Ranking with Deep Learning Recommendation Model

Author: Harshith Kulkarni
Date created: 2025/06/02
Last modified: 2025/09/04
Description: Rank movies with DLRM using KerasRS.

Introduction

This tutorial demonstrates how to use the Deep Learning Recommendation Model (DLRM) to effectively learn the relationships between items and user preferences using a dot-product interaction mechanism. For more details, please refer to the DLRM paper.

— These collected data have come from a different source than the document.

//! Core service interfaces and types
//!
//! This module provides the session-provider trait and the trivial local
//! provider that hands out one fixed capability.

use alloc::string::{String, ToString};

use px_api::{Capability, Result};

/// Well-known service names
pub mod service_name {
    /// Read-only memory region (binary image, arguments, environment)
    pub const ROM: &str = "ROM";
    /// Address-space (region map) management
    pub const RM: &str = "RM";
    /// Process-control session carrying the syscall interface
    pub const SESSION: &str = "Px";
}

/// Session provider
pub trait Service: Send + Sync {
    /// Get the service name
    fn name(&self) -> &str;

    /// Open a session, returning its capability
    fn session(&self, args: &str) -> Result<Capability>;

    /// Transfer additional quota to an existing session
    fn upgrade(&self, cap: Capability, args: &str) -> Result<()> {
        let _ = (cap, args);
        Ok(())
    }

    /// Close a session
    fn close(&self, cap: Capability) {
        let _ = cap;
    }
}

/// Provider that answers every session request with the same capability
#[derive(Debug, Clone)]
pub struct LocalService {
    name: String,
    cap: Capability,
}

impl LocalService {
    /// Create a new local service
    ///
    /// # Arguments
    ///
    /// * `name` - Service name the provider answers to
    /// * `cap` - Capability returned on session requests
    pub fn new(name: &str, cap: Capability) -> Self {
        Self {
            name: name.to_string(),
            cap,
        }
    }

    /// Capability handed out by this provider
    pub fn cap(&self) -> Capability {
        self.cap
    }
}

impl Service for LocalService {
    fn name(&self) -> &str {
        &self.name
    }

    fn session(&self, _args: &str) -> Result<Capability> {
        Ok(self.cap)
    }
}
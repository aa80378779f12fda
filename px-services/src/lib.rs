//! PX Services
//!
//! This crate answers the question "who serves this session request" for a
//! process. Each process owns a [`ServiceResolver`]: an ordered chain of
//! local providers (its binary image, argument and environment blobs, its own
//! process-control session, its address-space service) that falls back to the
//! registry of providers inherited from its parent.
//!
//! # Architecture
//!
//! - **Args**: Session argument strings (`key=value, key2="text"`)
//! - **Core**: The [`Service`] provider trait and local providers
//! - **Registry**: Providers inherited from the parent
//! - **Policy**: Chain entries and the label-enforcement policy
//! - **Resolver**: The per-process resolution chain
//!
//! # Usage
//!
//! ```rust
//! use std::sync::Arc;
//! use px_api::{CapIssuer, CapKind, LocalCapIssuer};
//! use px_services::{RomFilePolicy, ServiceRegistry, ServiceResolver};
//!
//! let caps = LocalCapIssuer::new();
//! let parent = Arc::new(ServiceRegistry::new());
//! let resolver = ServiceResolver::new("init", parent)
//!     .with_policy(RomFilePolicy::new("args", Some(caps.issue(CapKind::Dataspace))));
//!
//! assert!(resolver.resolve_session_request("ROM", "filename=\"args\"").is_some());
//! ```

#![no_std]

extern crate alloc;

// Core modules
pub mod args;
pub mod core;
pub mod policy;
pub mod registry;
pub mod resolver;

// Re-export commonly used items
pub use crate::core::{LocalService, Service, service_name};
pub use policy::{LabelingPolicy, RomFilePolicy, ServicePolicy, SessionPolicy};
pub use registry::ServiceRegistry;
pub use resolver::ServiceResolver;
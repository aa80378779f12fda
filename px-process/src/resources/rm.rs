//! Address-space (region map) session

use alloc::collections::BTreeMap;
use alloc::sync::Arc;
use alloc::vec::Vec;

use px_api::error::{invalid_argument, invalid_state, not_found};
use px_api::{Addr, CapKind, Capability, Error, Result, RpcObject, Size};
use spin::Mutex;

use super::dataspace::{Dataspace, DataspaceRegistry};

/// First address used when the caller leaves placement to the session
const AUTO_PLACE_BASE: Addr = 0x1000_0000;

#[derive(Clone)]
struct Region {
    ds: Arc<Dataspace>,
    size: Size,
}

/// Attached dataspace as reported by [`RmSession::regions`]
#[derive(Debug, Clone, Copy, PartialEq, Eq)]
pub struct RegionInfo {
    pub base: Addr,
    pub size: Size,
    pub ds: Capability,
}

/// Layout of one process's address space
///
/// Regions are keyed by their base address and never overlap.
pub struct RmSession {
    registry: Arc<DataspaceRegistry>,
    page_size: Size,
    regions: Mutex<BTreeMap<Addr, Region>>,
}

impl RmSession {
    pub fn new(registry: Arc<DataspaceRegistry>, page_size: Size) -> Self {
        Self {
            registry,
            page_size,
            regions: Mutex::new(BTreeMap::new()),
        }
    }

    /// Dataspaces this session can attach
    pub fn registry(&self) -> &Arc<DataspaceRegistry> {
        &self.registry
    }

    /// Attach `ds` at `local_addr`, or at a free address when `None`
    ///
    /// Returns the base address of the new region.
    pub fn attach(&self, ds: Capability, local_addr: Option<Addr>) -> Result<Addr> {
        let ds = self.registry.get(ds).ok_or_else(|| not_found("dataspace"))?;
        let size = ds
            .size()
            .div_ceil(self.page_size)
            .max(1)
            .checked_mul(self.page_size)
            .ok_or_else(|| invalid_argument("region size overflow"))?;

        let mut regions = self.regions.lock();
        let base = match local_addr {
            Some(addr) => {
                if addr % self.page_size != 0 {
                    return Err(invalid_argument("unaligned attach address"));
                }
                addr
            }
            None => regions
                .iter()
                .next_back()
                .map(|(base, region)| base + region.size)
                .unwrap_or(AUTO_PLACE_BASE)
                .max(AUTO_PLACE_BASE),
        };

        let end = base.checked_add(size).ok_or(Error::InvalidAddress(base))?;
        let overlaps = regions
            .range(..end)
            .next_back()
            .is_some_and(|(other, region)| other + region.size > base);
        if overlaps {
            return Err(invalid_state("region overlaps an attached region"));
        }

        regions.insert(base, Region { ds, size });
        Ok(base)
    }

    /// Remove the region starting at `addr`
    pub fn detach(&self, addr: Addr) -> Result<()> {
        self.regions
            .lock()
            .remove(&addr)
            .map(|_| ())
            .ok_or(Error::InvalidAddress(addr))
    }

    /// Region containing `addr` and the offset of `addr` within it
    fn lookup(&self, addr: Addr) -> Result<(Region, usize)> {
        let regions = self.regions.lock();
        regions
            .range(..=addr)
            .next_back()
            .filter(|(base, region)| addr < *base + region.size)
            .map(|(base, region)| (region.clone(), addr - base))
            .ok_or(Error::InvalidAddress(addr))
    }

    /// Write `data` at `addr` of this address space
    pub fn poke(&self, addr: Addr, data: &[u8]) -> Result<()> {
        let (region, offset) = self.lookup(addr)?;
        region
            .ds
            .write(offset, data)
            .map_err(|_| Error::InvalidAddress(addr))
    }

    /// Read `len` bytes at `addr` of this address space
    pub fn peek(&self, addr: Addr, len: usize) -> Result<Vec<u8>> {
        let (region, offset) = self.lookup(addr)?;
        region.ds.read(offset, len).map_err(|_| Error::InvalidAddress(addr))
    }

    /// All attached regions in address order
    pub fn regions(&self) -> Vec<RegionInfo> {
        self.regions
            .lock()
            .iter()
            .map(|(base, region)| RegionInfo {
                base: *base,
                size: region.size,
                ds: region.ds.cap(),
            })
            .collect()
    }

    /// Reproduce this address space in `target`
    ///
    /// Every region gets a private copy of its content in a fresh dataspace
    /// of `target`'s registry, attached at the same address.
    pub fn replay(&self, target: &RmSession) -> Result<()> {
        let regions: Vec<(Addr, Region)> = self
            .regions
            .lock()
            .iter()
            .map(|(base, region)| (*base, region.clone()))
            .collect();

        for (base, region) in regions {
            let copy = target.registry.create_with(region.ds.size(), &region.ds.contents())?;
            target.attach(copy.cap(), Some(base))?;
        }
        Ok(())
    }
}

impl RpcObject for RmSession {
    fn kind(&self) -> CapKind {
        CapKind::Rm
    }
}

DLRM is designed to excel at capturing explicit, bounded-degree feature interactions and is particularly effective at processing both categorical and continuous (sparse/dense) input features. The architecture consists of three main components: dedicated input layers to handle diverse features (typically embedding layers for categorical features), a dot-product interaction layer to explicitly model feature interactions, and a Multi-Layer Perceptron (MLP) to capture implicit feature relationships.

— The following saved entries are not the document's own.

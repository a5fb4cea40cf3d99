//! Redis-backed tree store.
//!
//! Keys are stored verbatim, so several forests can share one redis database
//! as long as their namespace names differ. Batches are sent as `MULTI`/`EXEC`
//! pipelines, which gives the same all-or-nothing visibility as the other
//! drivers.

use std::fmt;

use parking_lot::Mutex;
use redis::{Client, Connection, IntoConnectionInfo, RedisError};
use tracing::*;
use zkl2_db_types::{BatchOp, DbError, DbResult, TreeStore, WriteBatch};

const DEFAULT_SCAN_COUNT: usize = 1000;
const MGET_CHUNK: usize = 512;

/// Connection options for the redis driver.
#[derive(Clone, Debug, PartialEq, Eq)]
pub struct RedisDbConfig {
    /// Server address, e.g. `redis://127.0.0.1:6379/0`.
    pub url: String,
    pub username: Option<String>,
    pub password: Option<String>,
    /// `COUNT` hint passed to `SCAN` when listing a namespace.
    pub scan_count: usize,
}

impl RedisDbConfig {
    pub fn new(url: impl Into<String>) -> Self {
        Self {
            url: url.into(),
            username: None,
            password: None,
            scan_count: DEFAULT_SCAN_COUNT,
        }
    }

    pub fn with_credentials(mut self, username: Option<String>, password: Option<String>) -> Self {
        self.username = username;
        self.password = password;
        self
    }
}

fn to_db_error(err: RedisError) -> DbError {
    if err.is_io_error() {
        DbError::IoError(err.to_string())
    } else {
        DbError::Backend(format!("redis error: {err}"))
    }
}

/// Builds a `SCAN MATCH` glob that matches exactly the keys starting with
/// `prefix`.
fn prefix_glob(prefix: &[u8]) -> Vec<u8> {
    let mut pattern = Vec::with_capacity(prefix.len() + 1);
    for b in prefix {
        if matches!(b, b'*' | b'?' | b'[' | b']' | b'\\') {
            pattern.push(b'\\');
        }
        pattern.push(*b);
    }
    pattern.push(b'*');
    pattern
}

pub struct RedisTreeStore {
    conn: Mutex<Connection>,
    scan_count: usize,
}

impl fmt::Debug for RedisTreeStore {
    fn fmt(&self, f: &mut fmt::Formatter<'_>) -> fmt::Result {
        f.debug_struct("RedisTreeStore")
            .field("scan_count", &self.scan_count)
            .finish_non_exhaustive()
    }
}

impl RedisTreeStore {
    /// Connects to the server described by `config`.
    pub fn connect(config: &RedisDbConfig) -> DbResult<Self> {
        let mut info = config
            .url
            .as_str()
            .into_connection_info()
            .map_err(to_db_error)?;
        if config.username.is_some() {
            info.redis.username = config.username.clone();
        }
        if config.password.is_some() {
            info.redis.password = config.password.clone();
        }

        let client = Client::open(info).map_err(to_db_error)?;
        let conn = client.get_connection().map_err(to_db_error)?;
        info!(url = %config.url, "connected redis tree store");

        Ok(Self {
            conn: Mutex::new(conn),
            scan_count: config.scan_count.max(1),
        })
    }

    fn scan_keys(&self, conn: &mut Connection, prefix: &[u8]) -> DbResult<Vec<Vec<u8>>> {
        let pattern = prefix_glob(prefix);
        let mut cursor: u64 = 0;
        let mut keys = Vec::new();
        loop {
            let (next, batch): (u64, Vec<Vec<u8>>) = redis::cmd("SCAN")
                .arg(cursor)
                .arg("MATCH")
                .arg(&pattern)
                .arg("COUNT")
                .arg(self.scan_count)
                .query(conn)
                .map_err(to_db_error)?;
            keys.extend(batch);
            if next == 0 {
                break;
            }
            cursor = next;
        }
        // SCAN may return a key more than once.
        keys.sort();
        keys.dedup();
        Ok(keys)
    }
}

impl TreeStore for RedisTreeStore {
    fn get(&self, key: &[u8]) -> DbResult<Option<Vec<u8>>> {
        let mut conn = self.conn.lock();
        redis::cmd("GET")
            .arg(key)
            .query(&mut *conn)
            .map_err(to_db_error)
    }

    fn write_batch(&self, batch: WriteBatch) -> DbResult<()> {
        if batch.is_empty() {
            return Ok(());
        }
        let ops = batch.len();
        let mut pipe = redis::pipe();
        pipe.atomic();
        for op in batch.into_ops() {
            match op {
                BatchOp::Put(k, v) => {
                    pipe.cmd("SET").arg(k).arg(v).ignore();
                }
                BatchOp::Delete(k) => {
                    pipe.cmd("DEL").arg(k).ignore();
                }
            }
        }
        let mut conn = self.conn.lock();
        pipe.query::<()>(&mut *conn).map_err(to_db_error)?;
        trace!(ops, "applied redis batch");
        Ok(())
    }

    fn scan_prefix(&self, prefix: &[u8]) -> DbResult<Vec<(Vec<u8>, Vec<u8>)>> {
        let mut conn = self.conn.lock();
        let keys = self.scan_keys(&mut conn, prefix)?;

        let mut entries = Vec::with_capacity(keys.len());
        for chunk in keys.chunks(MGET_CHUNK) {
            let values: Vec<Option<Vec<u8>>> = redis::cmd("MGET")
                .arg(chunk.to_vec())
                .query(&mut *conn)
                .map_err(to_db_error)?;
            // A key deleted between SCAN and MGET is simply skipped.
            entries.extend(
                chunk
                    .iter()
                    .zip(values)
                    .filter_map(|(k, v)| v.map(|v| (k.clone(), v))),
            );
        }
        Ok(entries)
    }

    fn persists_history(&self) -> bool {
        true
    }
}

The dot-product interaction layer lies at the heart of DLRM, efficiently computing pairwise interactions between different feature embeddings. This contrasts with models like Deep & Cross Network (DCN), which can treat elements within a feature vector as independent units, potentially leading to a higher-dimensional space and increased computational cost. The MLP is a standard feedforward network. The DLRM is formed by combining the interaction layer and MLP.

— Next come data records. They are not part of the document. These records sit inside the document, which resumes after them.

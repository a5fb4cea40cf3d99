//! Leaf effects of decoded pubdata records.
//!
//! Pubdata carries the final, already validated amounts of every
//! transaction, so the effects follow from a record and the current forest
//! alone. Fields the record does not carry (NFT creators, offer bitmasks)
//! are read from the forest before the transaction applies.

use alloy_primitives::{keccak256, I256, U256};
use tracing::*;
use zkl2_primitives::{constants::OFFER_BITS_PER_ASSET, Buf32};
use zkl2_pubdata::{
    AtomicMatchPubData, GasFee, LiquidityPubData, SwapPubData, TxPubData, TxType,
};
use zkl2_state::{NftLeaf, TreeForest};
use zkl2_witness::{AssetDelta, LiquidityDelta, Registration, TxDetail, TxRecord};

use crate::errors::{RecoveryError, RecoveryResult};

fn to_signed(amount: U256) -> RecoveryResult<I256> {
    I256::try_from(amount).map_err(|_| RecoveryError::AmountOverflow(amount))
}

fn balance(account_index: u32, asset_id: u16, delta: I256) -> TxDetail {
    TxDetail::Asset {
        account_index: account_index.into(),
        asset_id: asset_id.into(),
        delta: AssetDelta::balance(delta),
    }
}

fn credit(account_index: u32, asset_id: u16, amount: U256) -> RecoveryResult<TxDetail> {
    Ok(balance(account_index, asset_id, to_signed(amount)?))
}

fn debit(account_index: u32, asset_id: u16, amount: U256) -> RecoveryResult<TxDetail> {
    Ok(balance(account_index, asset_id, -to_signed(amount)?))
}

fn touch(account_index: u32) -> TxDetail {
    TxDetail::Account {
        account_index: account_index.into(),
    }
}

/// Moves the gas fee from `payer` to the gas account.
fn push_gas(details: &mut Vec<TxDetail>, payer: u32, gas: &GasFee) -> RecoveryResult<()> {
    let fee = gas.fee.amount();
    details.push(debit(payer, gas.asset_id, fee)?);
    details.push(credit(gas.account_index, gas.asset_id, fee)?);
    Ok(())
}

/// Marks `offer_id` of `account_index` as canceled or finalized.
///
/// Offer `id` lives at bit `id % 128` of asset `id / 128`. A mask already set
/// earlier in the same record is extended instead of the forest's value.
fn push_offer_bit(
    forest: &mut TreeForest,
    details: &mut Vec<TxDetail>,
    account_index: u32,
    offer_id: u32,
) -> RecoveryResult<()> {
    let account_index = u64::from(account_index);
    let asset_id = u64::from(offer_id) / OFFER_BITS_PER_ASSET;
    let bit = (u64::from(offer_id) % OFFER_BITS_PER_ASSET) as usize;

    let pending = details.iter().rev().find_map(|detail| match detail {
        TxDetail::Asset {
            account_index: a,
            asset_id: id,
            delta,
        } if *a == account_index && *id == asset_id => delta.offer_canceled_or_finalized,
        _ => None,
    });
    let mut bits = match pending {
        Some(bits) => bits,
        None => {
            forest
                .asset(account_index, asset_id)?
                .offer_canceled_or_finalized
        }
    };
    bits.set_bit(bit, true);

    details.push(TxDetail::Asset {
        account_index,
        asset_id,
        delta: AssetDelta::offer_bits(bits),
    });
    Ok(())
}

fn nft(nft_index: u64, leaf: NftLeaf) -> TxDetail {
    TxDetail::Nft { nft_index, leaf }
}

/// Orders amounts given per asset id as the pair's `(asset_a, asset_b)`
/// reserve deltas. Records may name the pair's assets in either order.
fn pool_deltas(
    forest: &TreeForest,
    tx_type: TxType,
    pair_index: u16,
    (first_id, first): (u16, I256),
    (second_id, second): (u16, I256),
) -> RecoveryResult<(I256, I256)> {
    let pool = forest.liquidity(pair_index.into())?;
    if (pool.asset_a_id, pool.asset_b_id) == (first_id, second_id) {
        Ok((first, second))
    } else if (pool.asset_a_id, pool.asset_b_id) == (second_id, first_id) {
        Ok((second, first))
    } else {
        Err(RecoveryError::MalformedRecord {
            tx_type,
            reason: "assets do not match the pair",
        })
    }
}

/// The record's `asset_a` is the asset sold into the pool, which may be
/// either side of the pair.
fn swap_details(forest: &TreeForest, data: &SwapPubData) -> RecoveryResult<Vec<TxDetail>> {
    let amount_a = data.asset_a_amount.amount();
    let amount_b = data.asset_b_amount.amount();
    let treasury_fee = data.treasury_fee.amount();
    let into_pool = amount_a
        .checked_sub(treasury_fee)
        .ok_or(RecoveryError::MalformedRecord {
            tx_type: TxType::Swap,
            reason: "treasury fee exceeds the swapped amount",
        })?;
    let (reserve_a, reserve_b) = pool_deltas(
        forest,
        TxType::Swap,
        data.pair_index,
        (data.asset_a_id, to_signed(into_pool)?),
        (data.asset_b_id, -to_signed(amount_b)?),
    )?;

    let mut details = vec![
        debit(data.from_account_index, data.asset_a_id, amount_a)?,
        credit(data.from_account_index, data.asset_b_id, amount_b)?,
        credit(data.treasury_account_index, data.asset_a_id, treasury_fee)?,
        TxDetail::Liquidity {
            pair_index: data.pair_index.into(),
            delta: LiquidityDelta::Reserves {
                asset_a: reserve_a,
                asset_b: reserve_b,
                lp_amount: I256::ZERO,
                k_last: None,
            },
        },
    ];
    push_gas(&mut details, data.from_account_index, &data.gas)?;
    Ok(details)
}

/// Add and remove differ only in the direction every amount flows.
fn liquidity_details(
    forest: &TreeForest,
    data: &LiquidityPubData,
    add: bool,
) -> RecoveryResult<Vec<TxDetail>> {
    let sign = |amount: U256| -> RecoveryResult<I256> {
        let amount = to_signed(amount)?;
        Ok(if add { amount } else { -amount })
    };
    let amount_a = sign(data.asset_a_amount.amount())?;
    let amount_b = sign(data.asset_b_amount.amount())?;
    let lp = sign(data.lp_amount.amount())?;
    let tx_type = if add {
        TxType::AddLiquidity
    } else {
        TxType::RemoveLiquidity
    };
    let (reserve_a, reserve_b) = pool_deltas(
        forest,
        tx_type,
        data.pair_index,
        (data.asset_a_id, amount_a),
        (data.asset_b_id, amount_b),
    )?;

    let mut details = vec![
        balance(data.from_account_index, data.asset_a_id, -amount_a),
        balance(data.from_account_index, data.asset_b_id, -amount_b),
        TxDetail::Asset {
            account_index: data.from_account_index.into(),
            asset_id: data.pair_index.into(),
            delta: AssetDelta::lp_amount(lp),
        },
        TxDetail::Liquidity {
            pair_index: data.pair_index.into(),
            delta: LiquidityDelta::Reserves {
                asset_a: reserve_a,
                asset_b: reserve_b,
                lp_amount: lp,
                k_last: None,
            },
        },
    ];
    push_gas(&mut details, data.from_account_index, &data.gas)?;
    Ok(details)
}

fn atomic_match_details(
    forest: &mut TreeForest,
    data: &AtomicMatchPubData,
) -> RecoveryResult<Vec<TxDetail>> {
    let amount = data.amount.amount();
    let royalty = data.royalty_amount.amount();
    let to_seller = amount
        .checked_sub(royalty)
        .ok_or(RecoveryError::MalformedRecord {
            tx_type: TxType::AtomicMatch,
            reason: "royalty exceeds the sale amount",
        })?;
    let mut leaf = forest.nft(data.nft_index)?;
    if leaf.is_empty() {
        return Err(RecoveryError::MalformedRecord {
            tx_type: TxType::AtomicMatch,
            reason: "matched nft does not exist",
        });
    }

    let mut details = Vec::new();
    push_gas(&mut details, data.submitter_account_index, &data.gas)?;
    details.push(debit(data.buyer_account_index, data.asset_id, amount)?);
    push_offer_bit(forest, &mut details, data.buyer_account_index, data.buyer_offer_id)?;
    details.push(credit(data.seller_account_index, data.asset_id, to_seller)?);
    push_offer_bit(forest, &mut details, data.seller_account_index, data.seller_offer_id)?;
    details.push(credit(leaf.creator_account_index, data.asset_id, royalty)?);

    leaf.owner_account_index = data.buyer_account_index;
    details.push(nft(data.nft_index, leaf));
    Ok(details)
}

/// Derives the leaf effects of one decoded record against the forest as it
/// stands before the record applies.
pub fn derive_record(forest: &mut TreeForest, pubdata: TxPubData) -> RecoveryResult<TxRecord> {
    let mut registration = None;
    let details = match &pubdata {
        TxPubData::Empty => Vec::new(),

        TxPubData::RegisterZns(data) => {
            registration = Some(Registration {
                account_index: data.account_index.into(),
                l1_address_hash: data.account_name_hash,
                public_key: data.public_key,
            });
            Vec::new()
        }

        TxPubData::CreatePair(data) => vec![TxDetail::Liquidity {
            pair_index: data.pair_index.into(),
            delta: LiquidityDelta::Create {
                asset_a_id: data.asset_a_id,
                asset_b_id: data.asset_b_id,
                fee_rate: data.fee_rate,
                treasury_account_index: data.treasury_account_index,
                treasury_rate: data.treasury_rate,
            },
        }],

        TxPubData::UpdatePairRate(data) => vec![TxDetail::Liquidity {
            pair_index: data.pair_index.into(),
            delta: LiquidityDelta::Rates {
                fee_rate: data.fee_rate,
                treasury_account_index: data.treasury_account_index,
                treasury_rate: data.treasury_rate,
            },
        }],

        TxPubData::Deposit(data) => {
            if forest.account(data.account_index.into())?.is_none() {
                registration = Some(Registration {
                    account_index: data.account_index.into(),
                    l1_address_hash: Buf32::new(keccak256(data.l1_address).0),
                    public_key: Buf32::zero(),
                });
            }
            vec![credit(
                data.account_index,
                data.asset_id,
                U256::from(data.amount),
            )?]
        }

        TxPubData::DepositNft(data) => vec![
            touch(data.account_index),
            nft(
                data.nft_index,
                NftLeaf {
                    creator_account_index: data.creator_account_index,
                    owner_account_index: data.account_index,
                    content_hash: data.content_hash,
                    l1_address: data.nft_l1_address,
                    l1_token_id: data.nft_l1_token_id,
                    creator_treasury_rate: data.creator_treasury_rate,
                    collection_id: data.collection_id,
                },
            ),
        ],

        TxPubData::Transfer(data) => {
            let amount = data.amount.amount();
            let mut details = vec![
                debit(data.from_account_index, data.asset_id, amount)?,
                credit(data.to_account_index, data.asset_id, amount)?,
            ];
            push_gas(&mut details, data.from_account_index, &data.gas)?;
            details
        }

        TxPubData::Swap(data) => swap_details(forest, data)?,
        TxPubData::AddLiquidity(data) => liquidity_details(forest, data, true)?,
        TxPubData::RemoveLiquidity(data) => liquidity_details(forest, data, false)?,

        TxPubData::Withdraw(data) => {
            let mut details = vec![debit(
                data.from_account_index,
                data.asset_id,
                U256::from(data.amount),
            )?];
            push_gas(&mut details, data.from_account_index, &data.gas)?;
            details
        }

        TxPubData::CreateCollection(data) => {
            let mut details = Vec::new();
            push_gas(&mut details, data.account_index, &data.gas)?;
            details
        }

        TxPubData::MintNft(data) => {
            let mut details = Vec::new();
            push_gas(&mut details, data.creator_account_index, &data.gas)?;
            details.push(touch(data.to_account_index));
            details.push(nft(
                data.nft_index,
                NftLeaf {
                    creator_account_index: data.creator_account_index,
                    owner_account_index: data.to_account_index,
                    content_hash: data.content_hash,
                    creator_treasury_rate: data.creator_treasury_rate,
                    collection_id: data.collection_id,
                    ..Default::default()
                },
            ));
            details
        }

        TxPubData::TransferNft(data) => {
            let mut leaf = forest.nft(data.nft_index)?;
            leaf.owner_account_index = data.to_account_index;
            let mut details = Vec::new();
            push_gas(&mut details, data.from_account_index, &data.gas)?;
            details.push(touch(data.to_account_index));
            details.push(nft(data.nft_index, leaf));
            details
        }

        TxPubData::AtomicMatch(data) => atomic_match_details(forest, data)?,

        TxPubData::CancelOffer(data) => {
            let mut details = Vec::new();
            push_gas(&mut details, data.account_index, &data.gas)?;
            push_offer_bit(forest, &mut details, data.account_index, data.offer_id)?;
            details
        }

        TxPubData::WithdrawNft(data) => {
            let mut details = Vec::new();
            push_gas(&mut details, data.account_index, &data.gas)?;
            details.push(nft(data.nft_index, NftLeaf::default()));
            details
        }

        // A failed exit is still posted, with nothing to move.
        TxPubData::FullExit(data) => {
            if data.amount == 0 || forest.account(data.account_index.into())?.is_none() {
                Vec::new()
            } else {
                vec![debit(
                    data.account_index,
                    data.asset_id,
                    U256::from(data.amount),
                )?]
            }
        }

        TxPubData::FullExitNft(data) => {
            if data.content_hash.is_zero() || forest.account(data.account_index.into())?.is_none()
            {
                Vec::new()
            } else {
                vec![
                    touch(data.account_index),
                    nft(data.nft_index, NftLeaf::default()),
                ]
            }
        }
    };

    trace!(tx_type = ?pubdata.tx_type(), details = details.len(), "derived record effects");
    Ok(TxRecord {
        pubdata,
        registration,
        details,
    })
}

The following image illustrates the DLRM architecture:

Now that we have a foundational understanding of DLRM's architecture and key characteristics, let's dive into the code. We will train a DLRM on a real-world dataset to demonstrate its capability to learn meaningful feature interactions. Let's begin by setting the backend to JAX and organizing our imports.

In [0]:

!pip install -q keras-rs

In [0]:

import os

os.environ["KERAS_BACKEND"] = "tensorflow"  # `"tensorflow"`/`"torch"`

import keras
import matplotlib.pyplot as plt
import numpy as np
import tensorflow as tf
import tensorflow_datasets as tfds
from mpl_toolkits.axes_grid1 import make_axes_locatable

import keras_rs

Let's also define variables which will be reused throughout the example.

In [0]:

MOVIELENS_CONFIG = {
    # features
    "continuous_features": [
        "raw_user_age",
        "hour_of_day_sin",
        "hour_of_day_cos",
        "hour_of_week_sin",
        "hour_of_week_cos",
    ],
    "categorical_int_features": [
        "user_gender",
    ],
    "categorical_str_features": [
        "user_zip_code",
        "user_occupation_text",
        "movie_id",
        "user_id",
    ],
    # model
    "embedding_dim": 8,
    "mlp_dim": 8,
    "deep_net_num_units": [192, 192, 192],
    # training
    "learning_rate": 1e-4,
    "num_epochs": 30,
    "batch_size": 8192,
}

Here, we define a helper function for visualising weights of the cross layer in order to better understand its functioning. Also, we define a function for compiling, training and evaluating a given model.

In [0]:


def plot_training_metrics(history):
    """Graphs all metrics tracked in the history object."""
    plt.figure(figsize=(12, 6))

    for metric_name, metric_values in history.history.items():
        plt.plot(metric_values, label=metric_name.replace("_", " ").title())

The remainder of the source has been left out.